The housing market remains the largest drag on the economy. While recent measures offer some relief by easing debt burdens and improving housing affordability, they are not sufficient to address the issue of excess inventory, and resolve the challenges faced by developers. Underwhelming direct fiscal support for the consumer, alongside a subdued property market, could mean a drawn-out battle against deflation. Imbalances in some sectors and local governments require a patient period of deleveraging and reforms.

Further, geopolitical tensions are likely to influence economic growth, notably through technology import restrictions and export tariffs. Together, these challenges are likely to impact Chinese corporations’ profit growth prospects. Countercyclical

macro policies need to continue and be implemented effectively to enable China’s structural economic rebalancing away from investment to consumption, and more towards services away from manufacturing. This would ultimately allow its economy to be more domestically oriented, and drive earnings growth from within.

China deflationary pressures persist
Source: Bloomberg, October 2024

Asset Class Summary Views

Views expressed reflect CIO team expectations on asset class returns and risks. Traffic lights indicate expected return over a three-to-six-month period relative to long-term observed trends.

PositiveNeutralNegative

CIO team opinions draw on AXA IM Macro Research and AXA IM investment team views and are not intended as asset allocation advice.

Rates

 

Budgetary concerns and US politics suggest higher volatility even if rates in fair-value range

US Treasuries

 Recent rise in long-term risk premium may persist until there is more economic clarity

Euro – Core Govt.

 ECB easing cycle is supportive but there is risk of contagion from higher US rates volatility

Euro – Peripherals

 Asset class presents opportunities and higher real yields than Bunds

UK Gilts

 Financial challenges may mean an increase in government bond issuance

JGBs

 Uncertainty over Bank of Japan policy normalisation path.

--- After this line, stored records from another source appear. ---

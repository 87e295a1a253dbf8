//! Core entity structs for the Idle Village progression engine.
//!
//! These are the records that get persisted and handed to presentational
//! collaborators: goals with their requirements and rewards, queued
//! notifications, and the persisted day/night clock pair.

use std::collections::BTreeMap;

use chrono::{DateTime, Utc};
use serde::{Deserialize, Serialize};
use ts_rs::TS;

use crate::enums::{GoalKind, NotificationKind, ResourceKind};
use crate::ids::{GoalId, NotificationId};

// ---------------------------------------------------------------------------
// Requirements
// ---------------------------------------------------------------------------

/// The condition a goal waits for. Exactly one threshold per goal.
///
/// Equality is structural (tag plus fields), which is what the goal
/// ledger's duplicate guard compares.
#[derive(Debug, Clone, Copy, PartialEq, Eq, Hash, Serialize, Deserialize, TS)]
#[serde(rename_all = "camelCase")]
#[ts(export, export_to = "bindings/")]
pub enum Requirement {
    /// Satisfied when the ledger holds at least `amount` of `kind`.
    Resource {
        /// Resource to count.
        kind: ResourceKind,
        /// Threshold, inclusive.
        amount: u64,
    },
    /// Satisfied when the village is at least `level`.
    VillageLevel {
        /// Threshold, inclusive.
        level: u32,
    },
}

impl Requirement {
    /// Shorthand for a resource threshold.
    pub const fn resource(kind: ResourceKind, amount: u64) -> Self {
        Self::Resource { kind, amount }
    }

    /// Shorthand for a village-level threshold.
    pub const fn village_level(level: u32) -> Self {
        Self::VillageLevel { level }
    }

    /// The numeric target, used for progress display.
    pub fn target(&self) -> u64 {
        match *self {
            Self::Resource { amount, .. } => amount,
            Self::VillageLevel { level } => u64::from(level),
        }
    }
}

// ---------------------------------------------------------------------------
// Rewards and costs
// ---------------------------------------------------------------------------

/// One-time resource grant paid out when a goal completes.
///
/// Zero amounts are never stored, so iterating a reward only yields the
/// fields that actually pay out.
#[derive(Debug, Clone, Default, PartialEq, Eq, Serialize, Deserialize, TS)]
#[ts(export, export_to = "bindings/")]
pub struct Reward(BTreeMap<ResourceKind, u64>);

impl Reward {
    /// An empty reward.
    pub const fn new() -> Self {
        Self(BTreeMap::new())
    }

    /// Add `amount` of `kind` to the reward. Zero is ignored.
    #[must_use]
    pub fn with(mut self, kind: ResourceKind, amount: u64) -> Self {
        if amount > 0 {
            let entry = self.0.entry(kind).or_insert(0);
            *entry = entry.saturating_add(amount);
        }
        self
    }

    /// Build a reward from `(kind, amount)` pairs.
    pub fn from_pairs(pairs: &[(ResourceKind, u64)]) -> Self {
        pairs
            .iter()
            .fold(Self::new(), |reward, &(kind, amount)| reward.with(kind, amount))
    }

    /// Amount granted of a single resource (0 if absent).
    pub fn amount(&self, kind: ResourceKind) -> u64 {
        self.0.get(&kind).copied().unwrap_or(0)
    }

    /// Iterate the non-zero fields in resource order.
    pub fn iter(&self) -> impl Iterator<Item = (ResourceKind, u64)> + '_ {
        self.0
            .iter()
            .filter(|(_, amount)| **amount > 0)
            .map(|(kind, amount)| (*kind, *amount))
    }

    /// Whether the reward grants nothing.
    pub fn is_empty(&self) -> bool {
        self.iter().next().is_none()
    }
}

/// Resources spent to raise the village by one level.
#[derive(Debug, Clone, Copy, Default, PartialEq, Eq, Serialize, Deserialize, TS)]
#[ts(export, export_to = "bindings/")]
pub struct UpgradeCost {
    /// Wood required.
    pub wood: u64,
    /// Stone required.
    pub stone: u64,
    /// Gold required (zero for the first upgrade).
    pub gold: u64,
}

impl UpgradeCost {
    /// The cost as `(kind, amount)` pairs, zero amounts included.
    pub const fn pairs(&self) -> [(ResourceKind, u64); 3] {
        [
            (ResourceKind::Wood, self.wood),
            (ResourceKind::Stone, self.stone),
            (ResourceKind::Gold, self.gold),
        ]
    }
}

// ---------------------------------------------------------------------------
// Goals
// ---------------------------------------------------------------------------

/// A target condition with a one-time reward.
///
/// Goals move from active to completed exactly once and are never
/// removed, except when the whole ledger is reset.
#[derive(Debug, Clone, PartialEq, Eq, Serialize, Deserialize, TS)]
#[serde(rename_all = "camelCase")]
#[ts(export, export_to = "bindings/")]
pub struct Goal {
    /// Unique within the goal ledger.
    pub id: GoalId,
    /// Player-facing text.
    pub description: String,
    /// Repeatable template or story-chain entry.
    pub kind: GoalKind,
    /// Story chain key; only set for [`GoalKind::Story`].
    #[serde(default, skip_serializing_if = "Option::is_none")]
    #[ts(optional)]
    pub story_key: Option<String>,
    /// Completion condition.
    pub requirement: Requirement,
    /// Resources granted on completion.
    pub reward: Reward,
    /// Terminal flag; never reverts.
    pub completed: bool,
}

// ---------------------------------------------------------------------------
// Notifications
// ---------------------------------------------------------------------------

/// A message for the notification collaborator.
#[derive(Debug, Clone, PartialEq, Eq, Serialize, Deserialize, TS)]
#[serde(rename_all = "camelCase")]
#[ts(export, export_to = "bindings/")]
pub struct Notification {
    /// Unique within the queue; used to dismiss.
    pub id: NotificationId,
    /// Player-facing text.
    pub message: String,
    /// Severity class.
    pub kind: NotificationKind,
    /// When the notification was queued.
    pub created_at: DateTime<Utc>,
}

// ---------------------------------------------------------------------------
// Day / night clock
// ---------------------------------------------------------------------------

/// Persisted state of the day/night clock.
///
/// Everything else about the phase (seconds remaining, bonus text) is
/// derived from these fields and the current time.
#[derive(Debug, Clone, Copy, PartialEq, Eq, Serialize, Deserialize, TS)]
#[serde(rename_all = "camelCase")]
#[ts(export, export_to = "bindings/")]
pub struct ClockSnapshot {
    /// Start of the current phase.
    pub phase_started_at: DateTime<Utc>,
    /// First session start; never advanced.
    pub game_started_at: DateTime<Utc>,
    /// Whether the current phase is night.
    pub is_night: bool,
}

Yen remains volatile

Inflation

 Market pricing not discounting any post-election inflation shock

Credit

 

Favourable pricing is increasing the asset class’s contribution to excess returns

USD Investment Grade

 Without significant growth deterioration, credit to remain resilient

Euro Investment Grade

 Modest growth and lower interest rates support credit’s income appeal

GBP Investment Grade

 Returns supported by better growth and expectations of rate cuts

USD High Yield

 Stronger growth, resilient fundamentals, and higher quality universe are supportive

Euro High Yield

 Resilient fundamentals, technical factors and ECB cuts support total returns

EM Hard Currency

 Higher quality universe, well-placed with US interest rate cuts commencing

Equities

 

Soft landing to support stocks into year-end

US

 Q3 earnings growth looks to be robust with financials and technology leading

Europe

 Supported by attractive valuations, global growth, rate cuts and China’s potential recovery

UK

 Clarity on fiscal and regulatory plans required for UK equities to do better

Japan

 Resilient global growth is supportive; reforms, monetary policy key for sustained performance

China

 Policy support has scope to lead to improved growth and market performance

Investment Themes*

 Secular spending on technology and automation to support relative outperformance

*AXA Investment Managers has identified six themes, supported by megatrends, that companies are tapping into which we believe are best placed to navigate the evolving global economy: Technology & Automation, Connected Consumer, Ageing & Lifestyle, Social Prosperity, Energy Transition, Biodiversity.